Mobile TV took another step forward Thursday when Nokia Corp. said it would help to build one of the first dedicated networks for such services, in Finland.
Nokia will offer a service management product for Digita Oy’s DVB-H (Digital Video Broadcasting – Handheld) network. Digita is building the network, which can be used by mobile operators to deliver mobile TV to mobile phone users.
Some operators already offer mobile TV but they typically do so by streaming the content over broadband 3G (third generation) networks. Many operators say they’re interested in migrating the services to dedicated networks, like the one Digita is building, so that they can reserve bandwidth on their 3G networks for other services and to offer higher quality mobile TV.
So far, few governments have distributed licenses required by companies to build and operate dedicated mobile TV networks. Digita won such a license in Finland earlier this year. It expects the network to be available to 29 percent of the Finnish population, including areas of Helsinki, Turku, Tampere and Oulu, by the end of this year.

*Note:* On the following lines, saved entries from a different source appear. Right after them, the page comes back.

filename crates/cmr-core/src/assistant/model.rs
//! Chat transcript model.

use chrono::{DateTime, Utc};
use serde::{Deserialize, Serialize};
use uuid::Uuid;

#[derive(Debug, Clone, Copy, PartialEq, Eq, Serialize, Deserialize)]
#[serde(rename_all = "lowercase")]
pub enum ChatRole {
    User,
    Assistant,
}

#[derive(Debug, Clone, PartialEq, Serialize, Deserialize)]
pub struct ChatMessage {
    pub id: String,
    pub content: String,
    pub role: ChatRole,
    pub timestamp: DateTime<Utc>,
}

impl ChatMessage {
    pub fn new(role: ChatRole, content: impl Into<String>) -> Self {
        Self {
            id: Uuid::new_v4().to_string(),
            content: content.into(),
            role,
            timestamp: Utc::now(),
        }
    }
}

#[cfg(test)]
mod tests {
    use super::*;

    #[test]
    fn test_messages_get_unique_ids() {
        let a = ChatMessage::new(ChatRole::User, "hello");
        let b = ChatMessage::new(ChatRole::User, "hello");
        assert_ne!(a.id, b.id);
    }
}
use tauri::State;

use cmr_core::clients::ClientRecord;
use cmr_core::dashboard::{self, StatCard};
use cmr_core::files::FileRecord;

use crate::app::AppState;

/// How many rows the recent-files card shows.
const RECENT_FILES_LIMIT: usize = 4;

#[tauri::command]
pub async fn dashboard_stats(state: State<'_, AppState>) -> Result<Vec<StatCard>, String> {
    let clients = state.clients_view.lock().await;
    let files = state.files_screen.lock().await;
    Ok(dashboard::stats(clients.records(), files.records()))
}

#[tauri::command]
pub async fn dashboard_recent_files(
    state: State<'_, AppState>,
) -> Result<Vec<FileRecord>, String> {
    let files = state.files_screen.lock().await;
    Ok(dashboard::recent_files(files.records(), RECENT_FILES_LIMIT))
}

#[tauri::command]
pub async fn dashboard_active_clients(
    state: State<'_, AppState>,
) -> Result<Vec<ClientRecord>, String> {
    let clients = state.clients_view.lock().await;
    Ok(dashboard::active_clients(clients.records()))
}
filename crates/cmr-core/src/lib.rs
pub mod assistant;
pub mod auth;
pub mod clients;
pub mod dashboard;
pub mod error;
pub mod files;
pub mod integrations;
pub mod listing;
pub mod settings;

// Re-export common error type
pub use error::CmrError;
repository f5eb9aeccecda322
//! Generic list view-model.
//!
//! The Files and Clients screens share the same view mechanics: a fixed
//! record collection plus user-chosen sort key, sort direction, and
//! filter, with the displayed subset recomputed on every read. This
//! module holds that logic once, parametrized over the record type and
//! its filter enumeration.

use std::cmp::Ordering;

use serde::{Deserialize, Serialize};

/// The enumerated sortable fields shared by the list screens.
#[derive(Debug, Clone, Copy, PartialEq, Eq, Serialize, Deserialize)]
#[serde(rename_all = "lowercase")]
pub enum SortKey {
    Name,
    Date,
    Type,
    Client,
}

#[derive(Debug, Clone, Copy, PartialEq, Eq, Serialize, Deserialize)]
pub enum SortDirection {
    #[serde(rename = "asc")]
    Ascending,
    #[serde(rename = "desc")]
    Descending,
}

impl SortDirection {
    pub fn toggled(&self) -> SortDirection {
        match self {
            SortDirection::Ascending => SortDirection::Descending,
            SortDirection::Descending => SortDirection::Ascending,
        }
    }
}

/// Case-insensitive string ordering, the locale-aware comparison
/// analogue used for every textual sort field.
pub fn compare_str(a: &str, b: &str) -> Ordering {
    a.to_lowercase().cmp(&b.to_lowercase())
}

/// A record type displayable by [`ListView`].
///
/// `Filter` is the screen's enumerated tab/category set, with `Default`
/// meaning "all".
pub trait ListRecord {
    type Filter: Copy + PartialEq + Default;

    /// Orders two records under the given sort key. The comparator
    /// defines what "ascending" means for each key; the view only
    /// reverses it for the descending direction.
    fn compare_by(&self, other: &Self, key: SortKey) -> Ordering;

    /// Whether this record is visible under the given filter.
    fn matches(&self, filter: Self::Filter) -> bool;
}

/// View state over an immutable record collection.
///
/// The records themselves are never mutated; `visible` derives the
/// displayed, ordered, filtered subset fresh on every call. Until a
/// sort key is chosen the rows keep collection order, so screens that
/// only filter (the clients tabs) show their fixtures as authored.
#[derive(Clone)]
pub struct ListView<R: ListRecord> {
    records: Vec<R>,
    sort_key: Option<SortKey>,
    direction: SortDirection,
    filter: R::Filter,
}

impl<R: ListRecord> ListView<R> {
    pub fn new(records: Vec<R>) -> Self {
        Self {
            records,
            sort_key: None,
            direction: SortDirection::Ascending,
            filter: R::Filter::default(),
        }
    }

    /// Opens the view pre-sorted, for screens that start ordered (the
    /// files screen opens on Date, newest first).
    pub fn with_sort(mut self, key: SortKey, direction: SortDirection) -> Self {
        self.sort_key = Some(key);
        self.direction = direction;
        self
    }

    /// Applies a sort selection: picking the current key again flips
    /// the direction, picking a new key resets to ascending.
    pub fn set_sort(&mut self, key: SortKey) {
        if self.sort_key == Some(key) {
            self.direction = self.direction.toggled();
        } else {
            self.sort_key = Some(key);
            self.direction = SortDirection::Ascending;
        }
    }

    /// Replaces the active filter wholesale.
    pub fn set_filter(&mut self, filter: R::Filter) {
        self.filter = filter;
    }

    /// The active sort key, `None` while the view is in collection
    /// order.
    pub fn sort_key(&self) -> Option<SortKey> {
        self.sort_key
    }

    pub fn direction(&self) -> SortDirection {
        self.direction
    }

    pub fn filter(&self) -> R::Filter {
        self.filter
    }

    pub fn records(&self) -> &[R] {
        &self.records
    }

    /// The displayed subset: filtered, then stably sorted so that ties
    /// keep the original collection order.
    pub fn visible(&self) -> Vec<&R> {
        self.visible_where(|_| true)
    }

    /// Like [`Self::visible`], with an extra row predicate applied after
    /// the view filter. Used by screens that overlay view-local state
    /// (such as the files star overlay) on top of the record filter.
    pub fn visible_where<F>(&self, keep: F) -> Vec<&R>
    where
        F: Fn(&R) -> bool,
    {
        let mut rows: Vec<&R> = self
            .records
            .iter()
            .filter(|r| r.matches(self.filter) && keep(r))
            .collect();
        if let Some(key) = self.sort_key {
            rows.sort_by(|a, b| {
                let ordering = a.compare_by(b, key);
                match self.direction {
                    SortDirection::Ascending => ordering,
                    SortDirection::Descending => ordering.reverse(),
                }
            });
        }
        rows
    }
}
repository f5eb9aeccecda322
//! Session repository trait.

use async_trait::async_trait;

use crate::auth::model::User;
use crate::error::Result;

/// Persistence boundary for the current session identity.
///
/// The durable store holds at most one identity blob. Implementations
/// decide the format and location; the service layer decides what a
/// read failure means (it degrades to logged-out).
#[async_trait]
pub trait SessionRepository: Send + Sync {
    /// Reads the stored identity, if any.
    ///
    /// A missing blob is `Ok(None)`. Implementations should also map a
    /// malformed blob to `Ok(None)` rather than erroring, so a corrupt
    /// file behaves like a logged-out state.
    async fn load(&self) -> Result<Option<User>>;

    /// Persists the identity, replacing any previous one.
    async fn save(&self, user: &User) -> Result<()>;

    /// Removes the stored identity. A no-op when nothing is stored.
    async fn clear(&self) -> Result<()>;
}
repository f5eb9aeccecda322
fn main() {
    tauri_build::build()
}
use std::sync::Arc;

use anyhow::{Context, Result};
use cmr_core::assistant::Assistant;
use cmr_core::auth::{AuthService, SessionRepository};
use cmr_core::clients::{ClientRecord, default_clients};
use cmr_core::files::FilesScreen;
use cmr_core::integrations::default_integrations;
use cmr_core::listing::ListView;
use cmr_infrastructure::{FileSessionRepository, SettingsRepository};
use tokio::sync::Mutex;

use crate::app::AppState;

/// Composition root: wires the repositories into the services and
/// seeds the screen view-models with the demo fixtures.
///
/// The stored session is restored here, before any window exists, so
/// the first route resolution already sees `is_restored`.
pub async fn bootstrap() -> Result<AppState> {
    let session_repository: Arc<dyn SessionRepository> = Arc::new(
        FileSessionRepository::new().context("Failed to initialize session repository")?,
    );

    let auth_service = Arc::new(AuthService::new(session_repository));
    auth_service.restore().await;

    let settings_repository = Arc::new(
        SettingsRepository::new().context("Failed to initialize settings repository")?,
    );
    // Touch the settings file location once so the first save has a home.
    let _ = settings_repository.load_or_default();

    tracing::info!("[Bootstrap] Services initialized");

    Ok(AppState {
        auth_service,
        files_screen: Mutex::new(FilesScreen::new()),
        clients_view: Mutex::new(ListView::<ClientRecord>::new(default_clients())),
        assistant: Mutex::new(Assistant::new()),
        integrations: Mutex::new(default_integrations()),
        settings_repository,
    })
}
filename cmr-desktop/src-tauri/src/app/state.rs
use std::sync::Arc;

use cmr_core::assistant::Assistant;
use cmr_core::auth::AuthService;
use cmr_core::clients::ClientRecord;
use cmr_core::files::FilesScreen;
use cmr_core::integrations::Integration;
use cmr_core::listing::ListView;
use cmr_infrastructure::SettingsRepository;
use tokio::sync::Mutex;

/// Application state shared across Tauri commands.
///
/// The list view-models hold per-window UI state (sort, filter, star
/// overlay, transcript); the services own the durable parts.
pub struct AppState {
    pub auth_service: Arc<AuthService>,
    pub files_screen: Mutex<FilesScreen>,
    pub clients_view: Mutex<ListView<ClientRecord>>,
    pub assistant: Mutex<Assistant>,
    pub integrations: Mutex<Vec<Integration>>,
    pub settings_repository: Arc<SettingsRepository>,
}
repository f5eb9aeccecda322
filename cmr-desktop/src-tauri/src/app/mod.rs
pub mod bootstrap;
pub mod state;

pub use bootstrap::bootstrap;
pub use state::AppState;
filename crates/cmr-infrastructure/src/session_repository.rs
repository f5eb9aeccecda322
//! File-backed session persistence.

use std::path::PathBuf;

use async_trait::async_trait;
use tracing::warn;

use cmr_core::auth::{SessionRepository, User};
use cmr_core::error::Result;

use crate::paths::CmrPaths;
use crate::storage::{AtomicFile, Json};

/// Stores the session identity as a single JSON blob on disk.
///
/// The blob is trusted as-is on load; credentials are never stored. A
/// blob that fails to decode reads as no session, so a corrupt file
/// degrades to logged-out instead of wedging startup.
pub struct FileSessionRepository {
    file: AtomicFile<User, Json>,
}

impl FileSessionRepository {
    /// Creates a repository at the default per-user location.
    pub fn new() -> Result<Self> {
        let path = CmrPaths::default()
            .session_file()
            .map_err(|e| cmr_core::CmrError::io(e.to_string()))?;
        Ok(Self::with_path(path))
    }

    /// Creates a repository backed by an explicit file path.
    pub fn with_path(path: PathBuf) -> Self {
        Self {
            file: AtomicFile::new(path),
        }
    }
}

#[async_trait]
impl SessionRepository for FileSessionRepository {
    async fn load(&self) -> Result<Option<User>> {
        match self.file.load() {
            Ok(user) => Ok(user),
            Err(e) if e.is_serialization() => {
                warn!(path = %self.file.path().display(), error = %e, "Discarding malformed session blob");
                Ok(None)
            }
            Err(e) => Err(e),
        }
    }

    async fn save(&self, user: &User) -> Result<()> {
        self.file.save(user)
    }

    async fn clear(&self) -> Result<()> {
        self.file.remove()
    }
}
//! Error types for the CMR application.

use serde::{Deserialize, Serialize};
use thiserror::Error;

/// A shared error type for the entire CMR application.
///
/// This provides typed, structured error variants with automatic conversion
/// from common error types via the `From` trait.
#[derive(Error, Debug, Clone, Serialize, Deserialize)]
pub enum CmrError {
    /// Login was attempted with an email/password pair not in the allow-list
    #[error("Invalid email or password")]
    InvalidCredentials,

    /// Entity not found error with type information
    #[error("Entity not found: {entity_type} '{id}'")]
    NotFound {
        entity_type: &'static str,
        id: String,
    },

    /// IO error (file system operations)
    #[error("IO error: {message}")]
    Io { message: String },

    /// Data access error (repository/storage layer)
    #[error("Data access error: {0}")]
    DataAccess(String),

    /// Serialization/deserialization error
    #[error("Serialization error: {format} - {message}")]
    Serialization {
        format: String, // "TOML", "JSON", etc.
        message: String,
    },

    /// User input failed validation (settings forms, etc.)
    #[error("Validation error: {0}")]
    Validation(String),

    /// Internal error (should not happen in normal operation)
    #[error("Internal error: {0}")]
    Internal(String),
}

impl CmrError {
    /// Creates a NotFound error
    pub fn not_found(entity_type: &'static str, id: impl Into<String>) -> Self {
        Self::NotFound {
            entity_type,
            id: id.into(),
        }
    }

    /// Creates an IO error
    pub fn io(message: impl Into<String>) -> Self {
        Self::Io {
            message: message.into(),
        }
    }

    /// Creates a DataAccess error
    pub fn data_access(message: impl Into<String>) -> Self {
        Self::DataAccess(message.into())
    }

    /// Creates a Validation error
    pub fn validation(message: impl Into<String>) -> Self {
        Self::Validation(message.into())
    }

    /// Creates an Internal error
    pub fn internal(message: impl Into<String>) -> Self {
        Self::Internal(message.into())
    }

    /// Check if this is an InvalidCredentials error
    pub fn is_invalid_credentials(&self) -> bool {
        matches!(self, Self::InvalidCredentials)
    }

    /// Check if this is a NotFound error
    pub fn is_not_found(&self) -> bool {
        matches!(self, Self::NotFound { .. })
    }

    /// Check if this is a serialization error
    pub fn is_serialization(&self) -> bool {
        matches!(self, Self::Serialization { .. })
    }
}

impl From<std::io::Error> for CmrError {
    fn from(err: std::io::Error) -> Self {
        Self::Io {
            message: format!("{} (kind: {:?})", err, err.kind()),
        }
    }
}

impl From<serde_json::Error> for CmrError {
    fn from(err: serde_json::Error) -> Self {
        Self::Serialization {
            format: "JSON".to_string(),
            message: err.to_string(),
        }
    }
}

impl From<toml::de::Error> for CmrError {
    fn from(err: toml::de::Error) -> Self {
        Self::Serialization {
            format: "TOML".to_string(),
            message: err.to_string(),
        }
    }
}

impl From<toml::ser::Error> for CmrError {
    fn from(err: toml::ser::Error) -> Self {
        Self::Serialization {
            format: "TOML".to_string(),
            message: err.to_string(),
        }
    }
}

/// Conversion from anyhow::Error (composition root only)
impl From<anyhow::Error> for CmrError {
    fn from(err: anyhow::Error) -> Self {
        Self::Internal(err.to_string())
    }
}

/// A type alias for `Result<T, CmrError>`.
pub type Result<T> = std::result::Result<T, CmrError>;
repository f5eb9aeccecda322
//! Client record model for the clients screen.

use std::cmp::Ordering;

use serde::{Deserialize, Serialize};

use crate::listing::{ListRecord, SortKey, compare_str};

/// Engagement status of a client account. Also the screen's tab set.
#[derive(Debug, Clone, Copy, PartialEq, Eq, Serialize, Deserialize)]
#[serde(rename_all = "lowercase")]
pub enum ClientStatus {
    Active,
    Pending,
    Completed,
}

impl ClientStatus {
    pub fn label(&self) -> &'static str {
        match self {
            ClientStatus::Active => "Active",
            ClientStatus::Pending => "Pending",
            ClientStatus::Completed => "Completed",
        }
    }
}

/// Progress of the client's US tax filing.
#[derive(Debug, Clone, Copy, PartialEq, Eq, Serialize, Deserialize)]
#[serde(rename_all = "kebab-case")]
pub enum TaxFileStatus {
    NotStarted,
    Processing,
    AlmostReady,
    Completed,
}

impl TaxFileStatus {
    pub fn label(&self) -> &'static str {
        match self {
            TaxFileStatus::NotStarted => "Not Started",
            TaxFileStatus::Processing => "Processing",
            TaxFileStatus::AlmostReady => "Almost Ready",
            TaxFileStatus::Completed => "Completed",
        }
    }
}

/// Tab filter on the clients screen: "all" plus the status values.
#[derive(Debug, Clone, Copy, PartialEq, Eq, Default, Serialize, Deserialize)]
#[serde(rename_all = "lowercase")]
pub enum ClientFilter {
    #[default]
    All,
    Active,
    Pending,
    Completed,
}

#[derive(Debug, Clone, PartialEq, Serialize, Deserialize)]
#[serde(rename_all = "camelCase")]
pub struct ClientRecord {
    pub id: String,
    pub name: String,
    pub email: String,
    pub phone: String,
    pub company: String,
    pub status: ClientStatus,
    pub tax_file_status: TaxFileStatus,
    pub tax_returns: u32,
}

impl ClientRecord {
    /// Initials shown in the avatar fallback, one letter per name part.
    pub fn initials(&self) -> String {
        self.name
            .split_whitespace()
            .filter_map(|part| part.chars().next())
            .collect()
    }
}

impl ListRecord for ClientRecord {
    type Filter = ClientFilter;

    fn compare_by(&self, other: &Self, key: SortKey) -> Ordering {
        match key {
            SortKey::Name => compare_str(&self.name, &other.name),
            SortKey::Client => compare_str(&self.company, &other.company),
            SortKey::Type => compare_str(self.status.label(), other.status.label()),
            // Clients carry no date; fall back to name order.
            SortKey::Date => compare_str(&self.name, &other.name),
        }
    }

    fn matches(&self, filter: ClientFilter) -> bool {
        match filter {
            ClientFilter::All => true,
            ClientFilter::Active => self.status == ClientStatus::Active,
            ClientFilter::Pending => self.status == ClientStatus::Pending,
            ClientFilter::Completed => self.status == ClientStatus::Completed,
        }
    }
}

The service management product from Nokia will let end users navigate through an interface on their mobile devices to search for available services and programs and also set alerts for upcoming programs. The product will let operators offer different content pricing options and makes it easy for users to buy viewing rights to content, Nokia said.
While Nokia and Digita move ahead, a few roadblocks have been slowing down mobile TV deployments elsewhere. Many operators have conducted technology trials of the services, but few countries even have schedules in place for distributing licenses that allow companies to build the required networks.
Also, operators are still deciding between different technologies, including DVB-H and DMB (Digital Media Broadcasting). Qualcomm Inc., best known for its development of CDMA (Code Division Multiple Access) technology, has created another option, MediaFLO. A Qualcomm subsidiary is building a network using the technology in the U.S. On Tuesday, British Sky Broadcasting Ltd. said it would be the first to trial the technology in Europe as part of a test in the U.K.
Few handsets exist yet that are capable of receiving mobile TV from DVB-H networks. BenQ Corp., LG Electronics Inc. and Nokia are among vendors who say their DVB-H handsets will be available this year.